Type: Public, 4-year university
Located: Bowling Green, OH
Size: a little bit under 15,000 undergraduate students
Cost (for 2008-2009): $23, 768 USD
Degree Offerings: Bachelor’s, Master’s, Doctoral
Out of State: 10%
Navigating the website
Before we look a bit more in-depth into my visit at BGSU, let’s make sure you know how to get to the International Students portion of the website. From the main page, click on the “http://www.bgsu.edu/future_students/” (located in green) near the top of the website. This page will, obviously, lead you to a section for all prospective BGSU students – both domestic and international. For information about international admissions, please look to your left under the “Information” section and choose the link that says “International Students.” This link will then take you to a section that talks very briefly about life at BGSU for International Students; for a more in-depth look, and to apply for Admission, click on the link that says “Center for International Programs” – which is basically a combination of International Student Affairs and Study Abroad Advising. From the Center for International Programs website, you can find “International Undergraduate Admissions” located on the left hand side of the page.

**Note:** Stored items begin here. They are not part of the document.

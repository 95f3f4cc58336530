//! Registry der Fingerprint-Hashfunktionen
//!
//! Feste Tabelle der Algorithmen, mit denen Zertifikats-Fingerprints
//! (RFC 8122) gebildet werden. Der Digest wird ueber die DER-Kodierung des
//! Zertifikats berechnet.

use openssl::x509::X509Ref;
use sha1::Sha1;
use sha2::{Digest, Sha224, Sha256, Sha384, Sha512};

use crate::error::CryptoResult;

/// Eine Hashfunktion fuer Zertifikats-Fingerprints
pub struct HashFunktion {
    /// Textname laut IANA-Registry (z.B. `sha-256`)
    pub name: &'static str,
    /// Digest-Laenge in Bytes
    pub laenge: usize,
    berechnen: fn(&[u8]) -> Vec<u8>,
}

pub static HASH_FUNKTIONEN: [HashFunktion; 5] = [
    HashFunktion {
        name: "sha-1",
        laenge: 160 / 8,
        berechnen: sha_1,
    },
    HashFunktion {
        name: "sha-224",
        laenge: 224 / 8,
        berechnen: sha_224,
    },
    HashFunktion {
        name: "sha-256",
        laenge: 256 / 8,
        berechnen: sha_256,
    },
    HashFunktion {
        name: "sha-384",
        laenge: 384 / 8,
        berechnen: sha_384,
    },
    HashFunktion {
        name: "sha-512",
        laenge: 512 / 8,
        berechnen: sha_512,
    },
];

/// Sucht eine Hashfunktion anhand ihres Namens (Gross-/Kleinschreibung egal)
pub fn hash_funktion_suchen(name: &str) -> Option<&'static HashFunktion> {
    HASH_FUNKTIONEN
        .iter()
        .find(|hf| hf.name.eq_ignore_ascii_case(name))
}

impl HashFunktion {
    /// Standard-Hashfunktion fuer den eigenen Fingerprint (sha-1)
    pub fn standard() -> &'static HashFunktion {
        &HASH_FUNKTIONEN[0]
    }

    /// Berechnet den Digest ueber ein DER-kodiertes Zertifikat
    ///
    /// Das Ergebnis ist immer genau `self.laenge` Bytes lang.
    pub fn digest(&self, zertifikat_der: &[u8]) -> Vec<u8> {
        let digest = (self.berechnen)(zertifikat_der);
        debug_assert_eq!(digest.len(), self.laenge);
        digest
    }

    /// Berechnet den Digest eines OpenSSL-Zertifikats
    pub fn zertifikat_digest(&self, zertifikat: &X509Ref) -> CryptoResult<Vec<u8>> {
        let der = zertifikat.to_der()?;
        Ok(self.digest(&der))
    }
}

impl PartialEq for HashFunktion {
    fn eq(&self, other: &Self) -> bool {
        self.name == other.name
    }
}

impl Eq for HashFunktion {}

impl std::fmt::Debug for HashFunktion {
    fn fmt(&self, f: &mut std::fmt::Formatter<'_>) -> std::fmt::Result {
        f.debug_struct("HashFunktion")
            .field("name", &self.name)
            .field("laenge", &self.laenge)
            .finish()
    }
}

impl std::fmt::Display for HashFunktion {
    fn fmt(&self, f: &mut std::fmt::Formatter<'_>) -> std::fmt::Result {
        f.write_str(self.name)
    }
}

fn sha_1(daten: &[u8]) -> Vec<u8> {
    Sha1::digest(daten).to_vec()
}

fn sha_224(daten: &[u8]) -> Vec<u8> {
    Sha224::digest(daten).to_vec()
}

fn sha_256(daten: &[u8]) -> Vec<u8> {
    Sha256::digest(daten).to_vec()
}

fn sha_384(daten: &[u8]) -> Vec<u8> {
    Sha384::digest(daten).to_vec()
}

fn sha_512(daten: &[u8]) -> Vec<u8> {
    Sha512::digest(daten).to_vec()
}

// ---------------------------------------------------------------------------
// Tests
// ---------------------------------------------------------------------------
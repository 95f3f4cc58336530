//! mediarelay-media – Media-Streams und DTLS-Transport
//!
//! Verbindet die DTLS-Sessions aus `mediarelay-crypto` mit dem Netzwerk.
//!
//! ## Module
//! - [`stream`] – Media-Stream mit Rolle, Endpunkt, erwartetem Fingerprint und DTLS-Session
//! - [`transport`] – Transport-Treiber: Session treiben, Records versenden, Metriken
//! - [`udp`] – UDP-Versand mit expliziter Quelladresse (IP_PKTINFO)
//! - [`error`] – Fehlertypen

pub mod error;
pub mod stream;
pub mod transport;
pub mod udp;

pub use error::{MediaError, MediaResult};
pub use stream::MediaStream;
pub use transport::{DtlsTransport, ZielWahl, Zustellung};
pub use udp::{AusgehendesDatagramm, DatagrammSender, PktinfoSender};
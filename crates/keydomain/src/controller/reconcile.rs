//! Turning pointer presses and focus events into domain transitions.
//!
//! Both listeners run in the capture phase on the attachment node. A press
//! only records which domain was hit; the decision is posted to the task
//! queue so that a focus event the press causes is seen first and can
//! supersede it.

use std::sync::{Arc, Weak};

use keydomain_core::{DomEvent, EventKind, NodeId};

use super::{AttachTarget, ControllerShared, DomFocus};
use crate::error::Result;
use crate::logging::targets;

impl ControllerShared {
    fn listener_node(&self) -> NodeId {
        match self.target {
            AttachTarget::Document => self.document.body(),
            AttachTarget::Element(node) => node,
        }
    }

    pub(super) fn install_listeners(self: &Arc<Self>) -> Result<()> {
        let node = self.listener_node();

        let weak = Arc::downgrade(self);
        let press = self.document.add_event_listener(node, EventKind::PointerDown, true, move |event| {
            if let Some(shared) = weak.upgrade() {
                shared.on_pointer_down(event);
            }
        })?;
        self.state.lock().listeners.push(press);

        let weak = Arc::downgrade(self);
        let focus = self.document.add_event_listener(node, EventKind::Focus, true, move |event| {
            if let Some(shared) = weak.upgrade() {
                shared.on_focus(event);
            }
        })?;
        self.state.lock().listeners.push(focus);

        tracing::debug!(target: targets::CONTROLLER, ?node, "listeners installed");
        Ok(())
    }

    pub(super) fn remove_listeners(&self) {
        let listeners = {
            let mut state = self.state.lock();
            state.attached = false;
            std::mem::take(&mut state.listeners)
        };
        if listeners.is_empty() {
            return;
        }
        for id in listeners {
            self.document.remove_event_listener(id);
        }
        tracing::debug!(target: targets::CONTROLLER, "listeners removed");
    }

    fn on_pointer_down(self: &Arc<Self>, event: &DomEvent) {
        let target_domain = self.find_domain_containing(event.target);
        let active = self.document.active_element();
        // Nothing focused means focus is in no domain, not in the outer one.
        let focus_in_domain =
            active != self.document.body() && target_domain == self.find_domain_containing(active);

        self.state.lock().press.handling = true;
        tracing::trace!(
            target: targets::FOCUS,
            node = ?event.target,
            domain = ?target_domain,
            focus_in_domain,
            "pointer down"
        );

        let weak: Weak<Self> = Arc::downgrade(self);
        self.tasks.post(move || {
            if let Some(shared) = weak.upgrade() {
                shared.finish_press(target_domain, focus_in_domain);
            }
        });
    }

    /// Second half of press handling, one tick after the press.
    fn finish_press(&self, target_domain: Option<String>, focus_in_domain: bool) {
        let (attached, focus_was_reset) = {
            let state = self.state.lock();
            (state.attached, state.press.focus_was_reset)
        };

        let locking = self.is_locking_focus(target_domain.as_deref());
        if attached && (locking || (!focus_was_reset && !focus_in_domain)) {
            self.focus_domain(target_domain.as_deref(), DomFocus::Apply);
        } else {
            tracing::trace!(target: targets::FOCUS, domain = ?target_domain, focus_was_reset, "press superseded");
        }

        let mut state = self.state.lock();
        state.press.handling = false;
        state.press.focus_was_reset = false;
    }

    fn on_focus(&self, event: &DomEvent) {
        let body = self.document.body();
        if event.target == body && !self.document.has_attribute(body, &self.config.attributes.domain) {
            return;
        }

        let current = {
            let mut state = self.state.lock();
            if state.press.handling {
                state.press.focus_was_reset = true;
            }
            state.current.clone()
        };

        let target_domain = self.find_domain_containing(event.target);
        if target_domain != current {
            self.focus_domain(target_domain.as_deref(), DomFocus::Suppress);
            // A locking domain may have moved focus to its own target.
            let mut state = self.state.lock();
            if state.last_focused.is_none() {
                state.last_focused = Some(event.target);
            }
        }
    }
}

Now that we have figured out how to navigate the website, let’s get on to the campus review. I have to be completely honestly and tell you that I did not find BGSU’s campus to be visually appealing. I don’t think that there is anything distinctive about BGSU. Most of the colleges that I have seen have had “landmarks” that they can point to in order to define themselves in one image, and I didn’t find this to be the case at BGSU. I’m really disappointed to report that what I did see, I didn’t particularly like. It’s not that BGSU had a “dirty looking” campus (it was actually fairly well kept), I just found it to be very ordinary and plain. However, these are just my opinions, so I do invite you to look at my pictures and research a bit more about the school in order to develop your own.
As far as living on campus goes, I was informed that most students do choose to live on campus at BGSU since there is a 2-year campus living requirement that all incoming freshmen are required to sign. BGSU is home to around 17 residence facilities, housing 7,000 students annually. In terms of campus living, there are a few options to choose from, provided that you are willing to pay a little extra.

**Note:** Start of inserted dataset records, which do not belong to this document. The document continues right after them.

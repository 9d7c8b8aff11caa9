//! Domain focus transitions.

use keydomain_core::NodeId;

use super::{ControllerShared, DomFocus, Domain};
use crate::logging::targets;

impl ControllerShared {
    /// Make `name` the current domain.
    ///
    /// The previously focused element is blurred first. Unknown names fall
    /// back to the default domain, even when that names no registered domain.
    #[tracing::instrument(skip(self), target = "keydomain::focus", level = "debug")]
    pub(super) fn focus_domain(&self, name: Option<&str>, dom_focus: DomFocus) {
        if name == Some(self.config.no_change_sentinel.as_str()) {
            return;
        }

        let (previous, resolved, domain, last_focused) = {
            let mut state = self.state.lock();
            let resolved = match name {
                Some(name) if state.domain(name).is_some() => Some(name.to_string()),
                _ => state.default_domain.clone(),
            };
            let domain = resolved.as_deref().and_then(|n| state.domain(n)).cloned();
            let previous = std::mem::replace(&mut state.current, resolved.clone());
            (previous, resolved, domain, state.last_focused.take())
        };

        if let Some(node) = last_focused {
            self.document.blur(node);
        }

        if previous != resolved {
            tracing::debug!(target: targets::FOCUS, from = ?previous, to = ?resolved, "domain focus changed");
        }

        if let Some(domain) = domain {
            self.apply_dom_focus(&domain, dom_focus);
        }

        self.registry.focus_domain(resolved.as_deref());
    }

    fn apply_dom_focus(&self, domain: &Domain, dom_focus: DomFocus) {
        match &domain.focus_selector {
            Some(selector) if domain.focus_lock || dom_focus == DomFocus::Apply => {
                if let Some(target) = self.resolve_focus_target(domain, selector)
                    && self.try_focus(target)
                {
                    self.state.lock().last_focused = Some(target);
                }
            }
            None if dom_focus == DomFocus::Apply => {
                self.try_focus(domain.element);
            }
            _ => {}
        }
    }

    fn resolve_focus_target(&self, domain: &Domain, selector: &str) -> Option<NodeId> {
        if selector.is_empty() {
            return Some(domain.element);
        }
        match self.document.query_selector(domain.element, selector) {
            Ok(Some(node)) => Some(node),
            Ok(None) => {
                tracing::debug!(target: targets::FOCUS, domain = %domain.name, selector, "focus target not found");
                None
            }
            Err(err) => {
                tracing::warn!(target: targets::FOCUS, domain = %domain.name, %err, "bad focus target selector");
                None
            }
        }
    }

    /// Focus `node`, logging and swallowing document errors.
    fn try_focus(&self, node: NodeId) -> bool {
        match self.document.focus(node) {
            Ok(()) => true,
            Err(err) => {
                tracing::debug!(target: targets::FOCUS, ?node, %err, "focus suppressed");
                false
            }
        }
    }

    pub(super) fn is_locking_focus(&self, name: Option<&str>) -> bool {
        let Some(name) = name else {
            return false;
        };
        self.state
            .lock()
            .domain(name)
            .is_some_and(|d| d.focus_lock)
    }

    /// Walk from `element` up to the body and return the first declared domain.
    ///
    /// The attribute is read from the document, so elements not (or no longer)
    /// registered as domains still count.
    pub(super) fn find_domain_containing(&self, element: NodeId) -> Option<String> {
        let attr = &self.config.attributes.domain;
        let max_depth = self.config.max_ancestor_depth;

        self.document.with_tree(|tree| {
            let body = tree.body();
            let mut node = Some(element);
            for _ in 0..=max_depth {
                let current = node?;
                if let Some(name) = tree.attribute(current, attr) {
                    return Some(name.to_string());
                }
                if current == body {
                    return None;
                }
                node = tree.parent_element(current);
            }
            tracing::warn!(target: targets::FOCUS, ?element, max_depth, "ancestor walk exceeded depth limit");
            None
        })
    }
}
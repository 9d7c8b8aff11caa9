//! Tracing targets used by keydomain.
//!
//! Filter with e.g. `RUST_LOG=keydomain::focus=debug` once a subscriber is
//! installed.

/// Target names for log filtering.
pub mod targets {
    /// Domain focus transitions and event reconciliation.
    pub const FOCUS: &str = "keydomain::focus";
    /// Domain binding table changes.
    pub const REGISTRY: &str = "keydomain::registry";
    /// Domain add/remove and handler registration.
    pub const CONTROLLER: &str = "keydomain::controller";
    /// Document attachment guard.
    pub const ATTACHMENT: &str = "keydomain::attachment";
}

For an example, in addition to the 17 residence halls, BGSU students can either live in houses with their Greek organizations, in off campus apartments, or in residential learning and theme communities. Each Living Community serves a different purpose; for an example, the Arts Village is typically home to those who are trying to become more in-tuned with their creative side, citing that it is the Village’s mission to “explore all aspects of the arts and sharing views with one another and faculty of various disciplines.” I think the most relevant example for our purposes is BGSU’s Global Village living community. I don’t know how popular this option is, but all residents within this community take a course with an international focus, and live together in a place that hopes to “enhance international understanding and academic success.”

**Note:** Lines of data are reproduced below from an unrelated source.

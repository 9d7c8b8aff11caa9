use std::sync::Arc;
use std::sync::atomic::{AtomicUsize, Ordering};

use keydomain::{DomFocus, FocusController, Scope};
use keydomain_core::{Document, NodeId};

fn init_tracing() {
    let _ = tracing_subscriber::fmt()
        .with_env_filter(tracing_subscriber::EnvFilter::from_default_env())
        .with_test_writer()
        .try_init();
}

/// ```text
/// body
/// └── div#test
///     ├── div#firstDomain [data-keydomain=first]
///     │   └── p
///     └── div#secondDomain [data-keydomain=second, data-keydomain-focus=input]
///         └── input#secondDomainInput
/// ```
struct Page {
    doc: Document,
    test: NodeId,
    first: NodeId,
    first_p: NodeId,
    second: NodeId,
    second_input: NodeId,
}

impl Page {
    fn new() -> Self {
        init_tracing();
        let doc = Document::new();
        let el = |tag: &str, id: &str| {
            let node = doc.create_element(tag);
            doc.set_attribute(node, "id", id).unwrap();
            node
        };

        let test = el("div", "test");
        let first = el("div", "firstDomain");
        let first_p = doc.create_element("p");
        let second = el("div", "secondDomain");
        let second_input = el("input", "secondDomainInput");

        doc.set_attribute(first, "data-keydomain", "first").unwrap();
        doc.set_attribute(second, "data-keydomain", "second").unwrap();
        doc.set_attribute(second, "data-keydomain-focus", "input").unwrap();
        doc.set_attribute(second_input, "type", "text").unwrap();

        doc.append_child(doc.body(), test).unwrap();
        doc.append_child(test, first).unwrap();
        doc.append_child(first, first_p).unwrap();
        doc.append_child(test, second).unwrap();
        doc.append_child(second, second_input).unwrap();

        Self {
            doc,
            test,
            first,
            first_p,
            second,
            second_input,
        }
    }

    /// Controller attached to `div#test`, like an embedded widget.
    fn controller(&self) -> FocusController {
        FocusController::builder(self.doc.clone())
            .element(self.test)
            .attach()
            .unwrap()
    }

    fn press(&self, controller: &FocusController, node: NodeId) {
        self.doc.press(node).unwrap();
        controller.task_queue().run_tick();
    }
}
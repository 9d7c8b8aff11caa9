//! Key-combo recognizer abstraction and an in-process implementation.
//!
//! A recognizer maps combo strings (`"h"`, `"ctrl+s"`) to one callback each.
//! Binding a combo that is already bound replaces the callback; unbinding an
//! unbound combo does nothing.

use std::collections::HashMap;
use std::sync::Arc;

use parking_lot::RwLock;

use crate::keystroke::KeyStroke;
use crate::logging::targets;

/// How a combo reached its callback.
#[derive(Debug, Clone, Copy, PartialEq, Eq)]
pub enum ComboSource {
    /// A physical key press was recognised.
    Pressed,
    /// The combo was fired programmatically.
    Triggered,
}

/// The event handed to combo callbacks.
#[derive(Debug, Clone, PartialEq, Eq)]
pub struct ComboEvent {
    /// Canonical combo string.
    pub combo: String,
    /// Where the combo came from.
    pub source: ComboSource,
}

impl ComboEvent {
    /// Create a programmatic event for `combo`.
    pub fn triggered(combo: impl Into<String>) -> Self {
        Self {
            combo: combo.into(),
            source: ComboSource::Triggered,
        }
    }
}

/// Callback invoked for a recognised combo. Returns whether it consumed the key.
pub type ComboCallback = Arc<dyn Fn(&ComboEvent) -> bool + Send + Sync>;

/// Turns key input into combo callbacks.
pub trait ComboRecognizer: Send + Sync {
    /// Bind every combo in `keys` to `callback`, replacing existing bindings.
    fn bind(&self, keys: &[String], callback: ComboCallback);

    /// Remove the bindings for `keys`. Unknown combos are ignored.
    fn unbind(&self, keys: &[String]);

    /// Fire the callback bound to `combo` as if it had been pressed.
    ///
    /// Returns the callback's result, or `false` if nothing is bound.
    fn trigger(&self, combo: &str) -> bool;

    /// Drop every binding.
    fn reset(&self);
}

/// Normalize a combo string to its canonical form.
///
/// Strings that parse as a [`KeyStroke`] are rendered canonically
/// (`"Ctrl+S"` becomes `"ctrl+s"`). Anything else, such as the key sequence
/// `"g i"`, is lowercased with whitespace collapsed.
pub fn normalize_combo(combo: &str) -> String {
    match combo.parse::<KeyStroke>() {
        Ok(stroke) => stroke.to_string(),
        Err(_) => combo
            .split_whitespace()
            .map(str::to_lowercase)
            .collect::<Vec<_>>()
            .join(" "),
    }
}

/// In-process recognizer backed by a combo table.
///
/// Physical input is fed through [`press`](Self::press).
#[derive(Default)]
pub struct ComboTable {
    bindings: RwLock<HashMap<String, ComboCallback>>,
}

impl ComboTable {
    /// Create an empty table.
    pub fn new() -> Self {
        Self::default()
    }

    /// Deliver a physical key stroke. Returns whether a callback consumed it.
    pub fn press(&self, stroke: &KeyStroke) -> bool {
        let combo = stroke.to_string();
        self.fire(ComboEvent {
            combo,
            source: ComboSource::Pressed,
        })
    }

    /// Check whether a combo has a binding.
    pub fn is_bound(&self, combo: &str) -> bool {
        self.bindings.read().contains_key(&normalize_combo(combo))
    }

    /// All bound combos, sorted.
    pub fn bound_combos(&self) -> Vec<String> {
        let mut combos: Vec<String> = self.bindings.read().keys().cloned().collect();
        combos.sort();
        combos
    }

    /// Number of bound combos.
    pub fn len(&self) -> usize {
        self.bindings.read().len()
    }

    /// Check if nothing is bound.
    pub fn is_empty(&self) -> bool {
        self.bindings.read().is_empty()
    }

    fn fire(&self, event: ComboEvent) -> bool {
        // Clone out so the callback may rebind keys.
        let callback = self.bindings.read().get(&event.combo).cloned();
        match callback {
            Some(callback) => {
                tracing::trace!(target: targets::RECOGNIZER, combo = %event.combo, source = ?event.source, "combo fired");
                callback(&event)
            }
            None => false,
        }
    }
}

impl ComboRecognizer for ComboTable {
    fn bind(&self, keys: &[String], callback: ComboCallback) {
        let mut bindings = self.bindings.write();
        for key in keys {
            let combo = normalize_combo(key);
            tracing::trace!(target: targets::RECOGNIZER, %combo, "bind");
            bindings.insert(combo, callback.clone());
        }
    }

    fn unbind(&self, keys: &[String]) {
        let mut bindings = self.bindings.write();
        for key in keys {
            let combo = normalize_combo(key);
            if bindings.remove(&combo).is_some() {
                tracing::trace!(target: targets::RECOGNIZER, %combo, "unbind");
            }
        }
    }

    fn trigger(&self, combo: &str) -> bool {
        self.fire(ComboEvent::triggered(normalize_combo(combo)))
    }

    fn reset(&self) {
        self.bindings.write().clear();
    }
}

impl std::fmt::Debug for ComboTable {
    fn fmt(&self, f: &mut std::fmt::Formatter<'_>) -> std::fmt::Result {
        f.debug_struct("ComboTable")
            .field("combos", &self.bound_combos())
            .finish()
    }
}
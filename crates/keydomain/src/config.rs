//! Controller configuration.

use serde::{Deserialize, Serialize};

use crate::error::Result;

/// Names of the declarative attributes read from domain elements.
#[derive(Debug, Clone, PartialEq, Eq, Serialize, Deserialize)]
#[serde(default)]
pub struct DomainAttributes {
    /// Marks an element as a domain root; its value is the domain name.
    pub domain: String,
    /// Focus target selector. An empty value targets the domain root.
    pub focus: String,
    /// `"true"` makes the focus target win over DOM focus suppression.
    pub focus_lock: String,
}

impl Default for DomainAttributes {
    fn default() -> Self {
        Self {
            domain: "data-keydomain".into(),
            focus: "data-keydomain-focus".into(),
            focus_lock: "data-keydomain-focus-lock".into(),
        }
    }
}

/// Configuration for a [`FocusController`](crate::FocusController).
///
/// # Example
///
/// ```
/// use keydomain::ControllerConfig;
///
/// let config = ControllerConfig::from_toml_str(r#"
///     no_change_sentinel = "(keep)"
///
///     [attributes]
///     domain = "data-scope"
/// "#).unwrap();
///
/// assert_eq!(config.attributes.domain, "data-scope");
/// assert_eq!(config.attributes.focus, "data-keydomain-focus");
/// assert_eq!(config.max_ancestor_depth, 512);
/// ```
#[derive(Debug, Clone, PartialEq, Eq, Serialize, Deserialize)]
#[serde(default)]
pub struct ControllerConfig {
    /// Domain name that leaves the current domain untouched.
    pub no_change_sentinel: String,
    /// Maximum number of ancestors inspected when resolving an element's domain.
    pub max_ancestor_depth: usize,
    /// Declarative attribute names.
    pub attributes: DomainAttributes,
}

impl Default for ControllerConfig {
    fn default() -> Self {
        Self {
            no_change_sentinel: "---".into(),
            max_ancestor_depth: 512,
            attributes: DomainAttributes::default(),
        }
    }
}

impl ControllerConfig {
    /// Create a configuration with default settings.
    pub fn new() -> Self {
        Self::default()
    }

    /// Parse a configuration from TOML. Missing keys keep their defaults.
    pub fn from_toml_str(source: &str) -> Result<Self> {
        Ok(toml::from_str(source)?)
    }

    /// Set the domain attribute name.
    pub fn domain_attribute(mut self, name: impl Into<String>) -> Self {
        self.attributes.domain = name.into();
        self
    }

    /// Set the focus target attribute name.
    pub fn focus_attribute(mut self, name: impl Into<String>) -> Self {
        self.attributes.focus = name.into();
        self
    }

    /// Set the focus lock attribute name.
    pub fn focus_lock_attribute(mut self, name: impl Into<String>) -> Self {
        self.attributes.focus_lock = name.into();
        self
    }

    /// Set the no-change sentinel.
    pub fn no_change_sentinel(mut self, sentinel: impl Into<String>) -> Self {
        self.no_change_sentinel = sentinel.into();
        self
    }

    /// Set the ancestor walk bound.
    pub fn max_ancestor_depth(mut self, depth: usize) -> Self {
        self.max_ancestor_depth = depth;
        self
    }
}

Clubs & Organizations on Campus
As I have mentioned before, most students do choose to live on (or very close to) BGSU since you can find most of what you need on campus. They also choose to stick around BGSU on weekends and partake in the numerous activities that can be found either on or off campus. With over 325 student organizations (ranging from multicultural student organizations to community service oriented groups), and a Greek population of about 13%, BGSU does have an outlet for those who want to become apart of the campus community. As far as how “active” these other organizations are, I obviously cannot say, but I do know that most people in Ohio view BGSU to be a party school. Of course, the “party culture” is usually a big part of a typical US College/University, so just be sure to keep that in mind wherever you decide to go.
Diversity at BGSU
Bowling Green State University states that it “changes the world by degrees” — a slogan that leads me to believe that it works hard to expose itself and its students to as much culture and diversity as possible. However, given the statistics provided by The Princeton Review, I have reservations on what BGSU defines diversity to be. For me (and I think for most people), diversity means exposing one self to as many “multicultural encounters” as possible – whether it is meeting people from various ethnic backgrounds or learning about how the rest of the world lives. With that being said, I must confess that I am a bit confused by what BGSU’s own Center for Multicultural Academic Initiatives has to say about diversity at BGSU. According to their pamphlet, “For some, Bowling Green State University will be the most diverse place they have ever lived, while others will be surprised by the lack of diversity. CMAI is a place to connect with staff and students to smooth your transition to BGSU. Although leaving the comforts of home and going to a new diverse living and learning environment is exciting, it can also be challenging … ” I think it’s apparent that the word “diversity” has multiple meanings in this statement, and I found it to be a bit confusing. I know that I do not usually comment much on the diversity of a specific institution, but I thought that this subject needed to be addressed since BGSU is claiming to have such a global appeal.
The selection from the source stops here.